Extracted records
-*-*-

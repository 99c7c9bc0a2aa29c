// Structural limits applied while loading an automaton.

/// Default ceiling on the number of states of one `.fst2` file.
pub const MAX_FST2_STATES: usize = 500_000;

/// Default ceiling on the number of tags of one `.fst2` file.
pub const MAX_FST2_TAGS: usize = 100_000;

/// Upper bounds checked by the loader. Exceeding one is a load error,
/// never a truncation.
#[derive(Debug, Clone, Copy, PartialEq, Eq)]
pub struct Fst2Limits {
    pub max_states: usize,
    pub max_tags: usize,
}

impl Default for Fst2Limits {
    fn default() -> Self {
        Self {
            max_states: MAX_FST2_STATES,
            max_tags: MAX_FST2_TAGS,
        }
    }
}

impl Fst2Limits {
    /// No ceiling besides available memory.
    pub fn unbounded() -> Self {
        Self {
            max_states: usize::MAX,
            max_tags: usize::MAX,
        }
    }
}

-*-*-

* **Instructions for the task**:
Reply with a number alone, the number of lines of the records that hold the word "Self".

* **Result for this task**:
4